//! Dual-path tube preamp.
//!
//! The instrument input is oversampled 3x and run through an input stage in
//! pipeline stage 1, then copied into two paths of two tube stages each. Path A
//! occupies slots `0..3` and runs in stages 2 and 3, path B occupies slots
//! `3..6` and runs in stages 4 and 5; within a path slot 2 holds the oldest
//! sub-sample. Stage 3 scales path A by its volume and leaves path A's balance
//! in slot 6, stage 5 scales path B, blends the paths and decimates back to one
//! sample. Every tube stage and both halves of the oversampler belong to
//! exactly one pipeline stage, which also applies that stage's coefficients.
//!
//! Pipeline properties use the coefficient class as id:
//!
//! | Id  | Target                               |
//! |-----|--------------------------------------|
//! | 1-3 | class 1-3 of both path A stages      |
//! | 4-6 | class 1-3 of both path B stages      |
//! | 7   | class 1 of the second path A stage   |
//! | 8   | class 1 of the second path B stage   |
//! | [`MASTER_ID`](super::MASTER_ID) | master volume and tone |

#[allow(unused_imports)]
use num_traits::float::Float;

use core::f64::consts::PI;

use crate::filter::blend;
use crate::fixed::{mul, q28_to_q31, q31_to_q28, to_fixed, Sample};
use crate::nonlinear::{self, TubeStage};
use crate::oversampler::{quantize, Downsampler, Upsampler, ANTIALIAS_3X};
use crate::pipeline::{Control, Effect, Frame, MixerIo};
use crate::preset::{Flash, Preset, PresetProtocol, PresetTable, PRESET_COUNT};
use crate::property::Property;
use crate::utils::PotQuantizer;

use super::{select_preset, MasterOutput, Pots};

pub const SAMPLE_RATE: u32 = 192_000;

/// Oversampling ratio.
pub const RATIO: usize = 3;

/// Rate the tube stages run at.
pub const OVERSAMPLED_RATE: f64 = SAMPLE_RATE as f64 * RATIO as f64;

const PATH_A: usize = 0;
const PATH_B: usize = RATIO;
const BALANCE: usize = 2 * RATIO;

/// Sub-sample slots of a path, oldest first.
const fn oldest_first(base: usize) -> [usize; RATIO] {
    [base + 2, base + 1, base]
}

/// Preset byte offsets within one path; path A starts at byte 0, path B at 8.
pub mod params {
    pub const DRIVE: usize = 0;
    pub const EMPHASIS: usize = 1;
    pub const LOCUT: usize = 2;
    pub const SLEW: usize = 3;
    pub const VOICE_2: usize = 4;
    pub const VOICE_3: usize = 5;
    pub const VOLUME: usize = 6;
    pub const BALANCE: usize = 7;

    pub const PATH_SIZE: usize = 8;
}

/// Pot assignments.
pub mod pots {
    pub const VOLUME: usize = 0;
    pub const TONE: usize = 1;
    pub const PRESET: usize = 2;
}

/// One tube stage of a path together with the property ids it listens to.
#[derive(Debug, Clone)]
struct PathStage {
    tube: TubeStage,
    /// Id of class 1 for the whole path; classes 2 and 3 follow.
    path_id: u32,
    /// Id addressing class 1 of this stage alone.
    own_id: Option<u32>,
}

impl PathStage {
    fn new(path_id: u32, own_id: Option<u32>) -> Self {
        Self {
            tube: TubeStage::new(),
            path_id,
            own_id,
        }
    }

    fn apply(&mut self, property: &Property) {
        let id = property.id;
        if (self.path_id..self.path_id + 3).contains(&id) {
            let class = (id - self.path_id + 1) as u8;
            self.tube.set_coefficients(class, &property.data);
        } else if self.own_id == Some(id) {
            self.tube.set_coefficients(1, &property.data);
        }
    }

    #[inline]
    fn run(&mut self, frame: &mut Frame, base: usize) {
        for slot in oldest_first(base) {
            frame[slot] = self.tube.process(frame[slot]);
        }
    }

    /// Scales the path by this stage's output volume.
    #[inline]
    fn level(&self, frame: &mut Frame, base: usize) {
        let volume = self.tube.volume();
        for slot in &mut frame[base..base + RATIO] {
            *slot = mul(*slot, volume);
        }
    }
}

#[derive(Debug, Clone)]
pub struct Preamp {
    upsampler: Upsampler<16, RATIO>,
    input: TubeStage,
    a1: PathStage,
    a2: PathStage,
    b1: PathStage,
    b2: PathStage,
    downsampler: Downsampler<48, RATIO>,
    master: MasterOutput,
}

impl Default for Preamp {
    fn default() -> Self {
        Self::new()
    }
}

impl Preamp {
    pub fn new() -> Self {
        let fir = quantize(&ANTIALIAS_3X);
        Self {
            upsampler: Upsampler::new(&fir),
            input: TubeStage::new(),
            a1: PathStage::new(1, None),
            a2: PathStage::new(1, Some(7)),
            b1: PathStage::new(4, None),
            b2: PathStage::new(4, Some(8)),
            downsampler: Downsampler::new(&fir),
            master: MasterOutput::new(),
        }
    }

    /// Tube stages in path order: `[A first, A second, B first, B second]`.
    pub fn stage(&self, index: usize) -> Option<&TubeStage> {
        match index {
            0 => Some(&self.a1.tube),
            1 => Some(&self.a2.tube),
            2 => Some(&self.b1.tube),
            3 => Some(&self.b2.tube),
            _ => None,
        }
    }
}

impl Effect for Preamp {
    fn initialize(&mut self) {
        self.upsampler.reset();
        self.downsampler.reset();
        for tube in [
            &mut self.input,
            &mut self.a1.tube,
            &mut self.a2.tube,
            &mut self.b1.tube,
            &mut self.b2.tube,
        ] {
            tube.reset();
        }
    }

    fn mixer(&mut self, io: MixerIo<'_>, property: &Property) {
        self.master.apply(property);

        let guitar = io.adc_output[0] / 2 - io.adc_output[1] / 2;
        io.dsp_input[0] = q31_to_q28(guitar);
        io.usb_input[0] = guitar;

        for ch in 0..2 {
            let y = self.master.process(ch, io.dsp_output[0]);
            // Instrument level rather than line level.
            io.dac_input[ch] = q28_to_q31(y) / 8;
        }
        io.usb_input[1] = q28_to_q31(io.dsp_output[0]);
    }

    fn stage1(&mut self, frame: &mut Frame, _property: &Property) {
        self.upsampler.process(&mut frame[PATH_A..PATH_A + RATIO]);
        for slot in oldest_first(PATH_A) {
            frame[slot] = self.input.process(frame[slot]);
        }
        frame.copy_within(PATH_A..PATH_A + RATIO, PATH_B);
    }

    fn stage2(&mut self, frame: &mut Frame, property: &Property) {
        self.a1.run(frame, PATH_A);
        self.a1.apply(property);
    }

    fn stage3(&mut self, frame: &mut Frame, property: &Property) {
        self.a2.run(frame, PATH_A);
        self.a2.level(frame, PATH_A);
        frame[BALANCE] = self.a2.tube.coefficients().balance;
        self.a2.apply(property);
    }

    fn stage4(&mut self, frame: &mut Frame, property: &Property) {
        self.b1.run(frame, PATH_B);
        self.b1.apply(property);
    }

    fn stage5(&mut self, frame: &mut Frame, property: &Property) {
        self.b2.run(frame, PATH_B);
        self.b2.level(frame, PATH_B);

        let balance = frame[BALANCE];
        for k in 0..RATIO {
            frame[PATH_A + k] = blend(frame[PATH_A + k], frame[PATH_B + k], balance);
        }
        self.downsampler.process(&mut frame[PATH_A..PATH_A + RATIO]);
        self.b2.apply(property);
    }
}

pub const DEFAULT_PRESETS: PresetTable =
    [[8, 8, 8, 8, 8, 8, 50, 50, 8, 8, 8, 8, 8, 8, 50, 50, 0, 0, 0, 0]; PRESET_COUNT];

const LABELS: &[&str] = &[
    "FlexFX Preamp",
    "Drive",
    "Midrange Boost",
    "Bass Cut",
    "Slew Rate",
    "Stage 2 Voice",
    "Stage 3 Voice",
    "Output Volume",
    "Output Balance",
];

/// Properties sent per control cycle: classes 1 to 8 and the master output.
const CYCLE: usize = 9;

/// DC blocker pole for a bass cut position.
fn locut_pole(pos: u8) -> Sample {
    let hz = 5.0 * (pos as f64 + 1.0);
    to_fixed((-2.0 * PI * hz / OVERSAMPLED_RATE).exp())
}

/// Pipeline property number `index` (0-based class) for `preset`.
fn preset_property(preset: &Preset, index: usize) -> Property {
    let class = index as u32 + 1;
    let path = if matches!(class, 4..=6 | 8) {
        &preset[params::PATH_SIZE..2 * params::PATH_SIZE]
    } else {
        &preset[..params::PATH_SIZE]
    };

    let data = match class {
        1 | 4 | 7 | 8 => {
            let voice = if class >= 7 {
                path[params::VOICE_3]
            } else {
                path[params::VOICE_2]
            };
            let mut data =
                nonlinear::voice_parameters(voice, path[params::SLEW], path[params::DRIVE]);
            data[0] = locut_pole(path[params::LOCUT]);
            data
        }
        2 | 5 => nonlinear::emphasis_parameters(path[params::EMPHASIS]),
        _ => {
            let mut data = nonlinear::output_parameters(path[params::VOLUME]);
            data[1] = to_fixed(path[params::BALANCE].min(100) as f64 / 100.0);
            data
        }
    };

    Property::new(class, data)
}

/// Preset protocol, pot-selected presets and coefficient streaming for
/// [`Preamp`].
pub struct PreampControl<F: Flash, P: Pots> {
    protocol: PresetProtocol<F>,
    pots: P,
    quantizer: PotQuantizer,
    next: usize,
}

impl<F: Flash, P: Pots> PreampControl<F, P> {
    pub fn new(flash: F, pots: P) -> Self {
        Self {
            protocol: PresetProtocol::new(flash, DEFAULT_PRESETS, LABELS),
            pots,
            quantizer: PotQuantizer::new(9, 0.03),
            next: 0,
        }
    }

    pub fn protocol(&self) -> &PresetProtocol<F> {
        &self.protocol
    }

    pub fn pots_mut(&mut self) -> &mut P {
        &mut self.pots
    }
}

impl<F: Flash + Send, P: Pots> Control for PreampControl<F, P> {
    fn initialize(&mut self) {
        self.protocol.initialize();
        self.quantizer.init();
    }

    fn control(&mut self, rcv: &Property, snd: &mut Property, dsp: &mut Property) {
        *snd = self.protocol.handle(rcv);
        select_preset(
            &mut self.quantizer,
            self.pots.read(pots::PRESET),
            &mut self.protocol,
        );

        *dsp = if self.next + 1 == CYCLE {
            MasterOutput::property(
                SAMPLE_RATE,
                self.pots.read(pots::VOLUME),
                self.pots.read(pots::TONE),
            )
        } else {
            preset_property(self.protocol.store().active_preset(), self.next)
        };
        self.next = (self.next + 1) % CYCLE;
    }
}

━━━━━━━━━━━━━━━━━━━━━━━━━━━━━━

**EXERCISE DIRECTIONS**:
The answer must be every line from the records above that contains "impl".

**YOUR RESPONSE**:
impl PathStage {
impl Default for Preamp {
impl Preamp {
impl Effect for Preamp {
impl<F: Flash, P: Pots> PreampControl<F, P> {
impl<F: Flash + Send, P: Pots> Control for PreampControl<F, P> {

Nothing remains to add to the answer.